Taxonomy: How social are gun factories? – Business

The EU Commission’s green taxonomy is a riot. Because the Brussels authority also recognizes investments in nuclear and gas power plants as sustainable under certain circumstances. Shares in the operating companies can then be found in eco-funds. The regulation is not yet in force, when the dispute about an extension begins: the social taxonomy. The Commission now wants to address the question of which economic activities are social, i.e. increase the well-being of people and communities.
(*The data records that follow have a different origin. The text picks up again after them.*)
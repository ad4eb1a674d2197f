// Copyright 2026 the Overstory Authors
// SPDX-License-Identifier: Apache-2.0 OR MIT

//! Point picking: map a point to the stack of interested nodes beneath it.

use kurbo::{Point, Shape};
use smallvec::SmallVec;

use crate::tree::Stage;
use crate::types::{EventMask, NodeFlags, NodeId, Visual};

/// Result of a pick: the hit path and the pick point in leaf coordinates.
#[derive(Clone, Debug, PartialEq)]
pub struct Pick {
    /// Nodes on the hit path whose interest includes the picked class,
    /// outermost first.
    pub stack: SmallVec<[NodeId; 8]>,
    /// The pick point in the hit leaf's local coordinates.
    ///
    /// The leaf is the topmost node that hit. It is absent from `stack` when
    /// its own interest does not include the picked class.
    pub leaf_local: Point,
}

impl Pick {
    /// The innermost interested node, if any.
    pub fn leaf(&self) -> Option<NodeId> {
        self.stack.last().copied()
    }
}

impl Stage {
    /// Find the topmost visible node under `point` (root coordinates) and
    /// return the interest-filtered path to it.
    ///
    /// Siblings are tried front to back, so the highest-depth hit wins. A
    /// clipped node swallows its whole subtree when the point falls outside
    /// its content; unclipped children remain pickable outside their parent's
    /// bounds. A node that hits but lacks interest in `class` still occludes
    /// everything painted beneath it.
    ///
    /// The root never hits on its own; attach a full-size child to catch
    /// picks over empty stage area.
    pub fn pick(&self, class: EventMask, point: Point) -> Option<Pick> {
        self.pick_from(self.root(), class, point)
    }

    /// As [`Stage::pick`], but restricted to `ancestor`'s subtree, with
    /// `point` in `ancestor`'s local coordinates.
    pub fn pick_from(&self, ancestor: NodeId, class: EventMask, point: Point) -> Option<Pick> {
        if !self.is_alive(ancestor) {
            return None;
        }
        let mut stack = SmallVec::new();
        let mut leaf_local = point;
        if self.pick_rec(ancestor, point, class, &mut stack, &mut leaf_local) {
            // Built leaf to root while unwinding.
            stack.reverse();
            Some(Pick { stack, leaf_local })
        } else {
            None
        }
    }

    /// Map `point` from root coordinates into `id`'s local coordinates.
    ///
    /// Returns `None` for stale ids and nodes not attached under the root.
    pub fn localize(&self, id: NodeId, point: Point) -> Option<Point> {
        if !self.is_attached(id) {
            return None;
        }
        let mut chain: SmallVec<[NodeId; 8]> = SmallVec::new();
        let mut cur = id;
        while cur != self.root() {
            chain.push(cur);
            cur = self.node(cur).parent?;
        }
        let mut local = point;
        for &n in chain.iter().rev() {
            local = self.node(n).visual.to_parent().inverse() * local;
        }
        Some(local)
    }

    /// The chain from the outermost ancestor down to `id`, inclusive.
    ///
    /// For an attached node the chain starts at the root; for a detached one
    /// it starts at the island's top. Stale ids yield an empty chain.
    pub fn ancestors_of(&self, id: NodeId) -> SmallVec<[NodeId; 8]> {
        let mut chain: SmallVec<[NodeId; 8]> = SmallVec::new();
        if !self.is_alive(id) {
            return chain;
        }
        let mut cur = Some(id);
        while let Some(n) = cur {
            chain.push(n);
            cur = self.node(n).parent;
        }
        chain.reverse();
        chain
    }

    fn pick_rec(
        &self,
        id: NodeId,
        local: Point,
        class: EventMask,
        stack: &mut SmallVec<[NodeId; 8]>,
        leaf_local: &mut Point,
    ) -> bool {
        let v = &self.node(id).visual;
        if !v.flags.contains(NodeFlags::VISIBLE) {
            return false;
        }
        let in_content = v.content_rect().contains(local);
        if v.clipped && !in_content {
            return false;
        }
        let mut found = false;
        for &child in self.node(id).children.iter().rev() {
            let child_local = self.node(child).visual.to_parent().inverse() * local;
            if self.pick_rec(child, child_local, class, stack, leaf_local) {
                found = true;
                break;
            }
        }
        if !found {
            // The root is a container, not content: it never hits on its
            // own, so a pick over empty stage area misses.
            if id == self.root() || !Self::hits(v, local, in_content) {
                return false;
            }
            *leaf_local = local;
        }
        if v.interest.intersects(class) {
            stack.push(id);
        }
        true
    }

    fn hits(v: &Visual, local: Point, in_content: bool) -> bool {
        match v.hit_shape {
            Some(shape) => shape.contains(local),
            None => in_content,
        }
    }
}

#[cfg(test)]
mod tests {
    use super::*;
    use crate::tree::Stage;
    use kurbo::{Affine, Rect, RoundedRect, Size};

    fn reactive(rect: Rect) -> Visual {
        Visual {
            rect,
            ..Visual::default()
        }
    }

    #[test]
    fn pick_nested_returns_path_and_leaf_coords() {
        let mut stage = Stage::new(Size::new(200.0, 200.0));
        let a = stage.create(reactive(Rect::new(50.0, 50.0, 150.0, 150.0)));
        let b = stage.create(reactive(Rect::new(0.0, 0.0, 50.0, 50.0)));
        stage.attach(stage.root(), a).unwrap();
        stage.attach(a, b).unwrap();

        let pick = stage.pick(EventMask::POINTER, Point::new(60.0, 60.0)).unwrap();
        assert_eq!(&pick.stack[..], &[a, b]);
        assert_eq!(pick.leaf_local, Point::new(10.0, 10.0));
        assert_eq!(pick.leaf(), Some(b));
    }

    #[test]
    fn pick_misses_outside_everything() {
        let mut stage = Stage::new(Size::new(200.0, 200.0));
        let a = stage.create(reactive(Rect::new(50.0, 50.0, 150.0, 150.0)));
        stage.attach(stage.root(), a).unwrap();
        assert_eq!(stage.pick(EventMask::POINTER, Point::new(5.0, 5.0)), None);
    }

    #[test]
    fn topmost_sibling_wins() {
        let mut stage = Stage::new(Size::new(200.0, 200.0));
        let low = stage.create(Visual {
            rect: Rect::new(0.0, 0.0, 100.0, 100.0),
            depth: 0,
            ..Visual::default()
        });
        let high = stage.create(Visual {
            rect: Rect::new(0.0, 0.0, 100.0, 100.0),
            depth: 5,
            ..Visual::default()
        });
        stage.attach(stage.root(), low).unwrap();
        stage.attach(stage.root(), high).unwrap();

        let pick = stage.pick(EventMask::POINTER, Point::new(50.0, 50.0)).unwrap();
        assert_eq!(pick.leaf(), Some(high));
    }

    #[test]
    fn uninterested_leaf_occludes_but_is_filtered() {
        let mut stage = Stage::new(Size::new(200.0, 200.0));
        let parent = stage.create(reactive(Rect::new(0.0, 0.0, 200.0, 200.0)));
        let below = stage.create(Visual {
            rect: Rect::new(0.0, 0.0, 100.0, 100.0),
            depth: 0,
            ..Visual::default()
        });
        let cover = stage.create(Visual {
            rect: Rect::new(20.0, 20.0, 120.0, 120.0),
            depth: 5,
            interest: EventMask::empty(),
            ..Visual::default()
        });
        stage.attach(stage.root(), parent).unwrap();
        stage.attach(parent, below).unwrap();
        stage.attach(parent, cover).unwrap();

        // The cover hits first; the pick must not fall through to `below`.
        let pick = stage.pick(EventMask::POINTER, Point::new(50.0, 50.0)).unwrap();
        assert_eq!(&pick.stack[..], &[parent]);
        assert_eq!(pick.leaf_local, Point::new(30.0, 30.0));
    }

    #[test]
    fn clipped_parent_swallows_outside_children() {
        let mut stage = Stage::new(Size::new(200.0, 200.0));
        let clipper = stage.create(Visual {
            rect: Rect::new(0.0, 0.0, 50.0, 50.0),
            clipped: true,
            depth: 5,
            ..Visual::default()
        });
        let child = stage.create(reactive(Rect::new(0.0, 0.0, 200.0, 200.0)));
        let under = stage.create(Visual {
            rect: Rect::new(0.0, 0.0, 200.0, 200.0),
            depth: 0,
            ..Visual::default()
        });
        stage.attach(stage.root(), clipper).unwrap();
        stage.attach(clipper, child).unwrap();
        stage.attach(stage.root(), under).unwrap();

        // Inside the clip: the child wins.
        let inside = stage.pick(EventMask::POINTER, Point::new(25.0, 25.0)).unwrap();
        assert_eq!(inside.leaf(), Some(child));
        // Outside the clip the subtree is invisible, so the pick falls
        // through to whatever is underneath.
        let outside = stage.pick(EventMask::POINTER, Point::new(100.0, 100.0)).unwrap();
        assert_eq!(outside.leaf(), Some(under));
    }

    #[test]
    fn unclipped_child_pickable_outside_parent_rect() {
        let mut stage = Stage::new(Size::new(200.0, 200.0));
        let parent = stage.create(reactive(Rect::new(0.0, 0.0, 50.0, 50.0)));
        let child = stage.create(reactive(Rect::new(100.0, 100.0, 150.0, 150.0)));
        stage.attach(stage.root(), parent).unwrap();
        stage.attach(parent, child).unwrap();

        let pick = stage.pick(EventMask::POINTER, Point::new(120.0, 120.0)).unwrap();
        // The parent does not hit, but it is still on the path.
        assert_eq!(&pick.stack[..], &[parent, child]);
        assert_eq!(pick.leaf_local, Point::new(20.0, 20.0));
    }

    #[test]
    fn transforms_map_the_pick_point() {
        let mut stage = Stage::new(Size::new(400.0, 400.0));
        let a = stage.create(Visual {
            rect: Rect::new(100.0, 100.0, 200.0, 200.0),
            transform: Some(Affine::scale(2.0)),
            ..Visual::default()
        });
        stage.attach(stage.root(), a).unwrap();

        // Root (140, 140) → minus origin (100, 100) → unscaled (20, 20).
        let pick = stage.pick(EventMask::POINTER, Point::new(140.0, 140.0)).unwrap();
        assert_eq!(pick.leaf(), Some(a));
        assert_eq!(pick.leaf_local, Point::new(20.0, 20.0));
    }

    #[test]
    fn invisible_subtree_falls_through() {
        let mut stage = Stage::new(Size::new(200.0, 200.0));
        let top = stage.create(Visual {
            rect: Rect::new(0.0, 0.0, 100.0, 100.0),
            depth: 5,
            ..Visual::default()
        });
        let bottom = stage.create(reactive(Rect::new(0.0, 0.0, 100.0, 100.0)));
        stage.attach(stage.root(), top).unwrap();
        stage.attach(stage.root(), bottom).unwrap();
        stage.set_visible(top, false);

        let pick = stage.pick(EventMask::POINTER, Point::new(50.0, 50.0)).unwrap();
        assert_eq!(pick.leaf(), Some(bottom));
    }

    #[test]
    fn hit_shape_overrides_content_rect() {
        let mut stage = Stage::new(Size::new(200.0, 200.0));
        let rounded = stage.create(Visual {
            rect: Rect::new(0.0, 0.0, 100.0, 100.0),
            hit_shape: Some(RoundedRect::new(0.0, 0.0, 100.0, 100.0, 40.0)),
            depth: 5,
            ..Visual::default()
        });
        let under = stage.create(reactive(Rect::new(0.0, 0.0, 200.0, 200.0)));
        stage.attach(stage.root(), rounded).unwrap();
        stage.attach(stage.root(), under).unwrap();

        // Center is inside the rounded shape, the extreme corner is not.
        let center = stage.pick(EventMask::POINTER, Point::new(50.0, 50.0)).unwrap();
        assert_eq!(center.leaf(), Some(rounded));
        let corner = stage.pick(EventMask::POINTER, Point::new(2.0, 2.0)).unwrap();
        assert_eq!(corner.leaf(), Some(under));
    }

    #[test]
    fn class_filter_selects_different_stacks() {
        let mut stage = Stage::new(Size::new(200.0, 200.0));
        let pointer_only = stage.create(Visual {
            rect: Rect::new(0.0, 0.0, 100.0, 100.0),
            interest: EventMask::POINTER,
            ..Visual::default()
        });
        let touch_child = stage.create(Visual {
            rect: Rect::new(0.0, 0.0, 100.0, 100.0),
            interest: EventMask::TOUCH,
            ..Visual::default()
        });
        stage.attach(stage.root(), pointer_only).unwrap();
        stage.attach(pointer_only, touch_child).unwrap();

        let p = stage.pick(EventMask::POINTER, Point::new(10.0, 10.0)).unwrap();
        assert_eq!(&p.stack[..], &[pointer_only]);
        let t = stage.pick(EventMask::TOUCH, Point::new(10.0, 10.0)).unwrap();
        assert_eq!(&t.stack[..], &[touch_child]);
    }

    #[test]
    fn pick_from_restricts_to_subtree() {
        let mut stage = Stage::new(Size::new(200.0, 200.0));
        let a = stage.create(reactive(Rect::new(50.0, 50.0, 150.0, 150.0)));
        let b = stage.create(reactive(Rect::new(10.0, 10.0, 60.0, 60.0)));
        stage.attach(stage.root(), a).unwrap();
        stage.attach(a, b).unwrap();

        // Point in a's local space.
        let pick = stage.pick_from(a, EventMask::POINTER, Point::new(20.0, 20.0)).unwrap();
        assert_eq!(&pick.stack[..], &[a, b]);
        assert_eq!(pick.leaf_local, Point::new(10.0, 10.0));
    }

    #[test]
    fn localize_descends_through_origins_and_transforms() {
        let mut stage = Stage::new(Size::new(400.0, 400.0));
        let a = stage.create(reactive(Rect::new(100.0, 100.0, 300.0, 300.0)));
        let b = stage.create(Visual {
            rect: Rect::new(50.0, 50.0, 150.0, 150.0),
            transform: Some(Affine::scale(2.0)),
            ..Visual::default()
        });
        stage.attach(stage.root(), a).unwrap();
        stage.attach(a, b).unwrap();

        // (200, 200) → a-local (100, 100) → minus b origin (50, 50) → /2.
        assert_eq!(stage.localize(b, Point::new(200.0, 200.0)), Some(Point::new(25.0, 25.0)));
        // Detached nodes have no root-relative position.
        let island = stage.create(reactive(Rect::ZERO));
        assert_eq!(stage.localize(island, Point::ORIGIN), None);
    }

    #[test]
    fn ancestors_run_root_to_leaf() {
        let mut stage = Stage::new(Size::new(200.0, 200.0));
        let a = stage.create(reactive(Rect::ZERO));
        let b = stage.create(reactive(Rect::ZERO));
        stage.attach(stage.root(), a).unwrap();
        stage.attach(a, b).unwrap();
        assert_eq!(&stage.ancestors_of(b)[..], &[stage.root(), a, b]);
        assert_eq!(&stage.ancestors_of(stage.root())[..], &[stage.root()]);
    }
}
At the same time, the authority could define which sectors should under no circumstances be considered socially responsible.

The defense industry already fears that Brussels wants to stick this deterrent logo on it – and that it could become more difficult to attract bank and investor money. the Süddeutsche Zeitung the draft of an 83-page expert report for the Commission is available. And he actually proposes classifying tobacco products and certain weapons as “under all circumstances contrary to social goals”. However, the wording is more cautious compared to an interim report from July.

The taxonomies are classification systemsthat define what is ecologically and socially sustainable. This is intended to prevent companies or funds from presenting themselves as greener or more social than they really are. With this, the Commission wants confidence in ecological or social financial products – for example social bonds or eco-stock funds – and attract more investor money. The green taxonomy is already in force, except for the regulations on nuclear and gas power plants.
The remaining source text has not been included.